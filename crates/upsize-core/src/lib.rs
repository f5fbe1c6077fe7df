//! upsize-core — shared types, errors, and configuration for the
//! instance-size escalation engine.

pub mod config;
pub mod error;
pub mod types;

pub use config::EscalateConfig;
pub use error::{EscalateError, EscalateResult};
pub use types::*;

* _Exercise details_
Line by line, retype the data exactly as written.

* _Solved problem_
filename crates/upsize-core/src/lib.rs
repository f5fbe1c6077fe7df
//! upsize-core — shared types, errors, and configuration for the
//! instance-size escalation engine.

pub mod config;
pub mod error;
pub mod types;

pub use config::EscalateConfig;
pub use error::{EscalateError, EscalateResult};
pub use types::*;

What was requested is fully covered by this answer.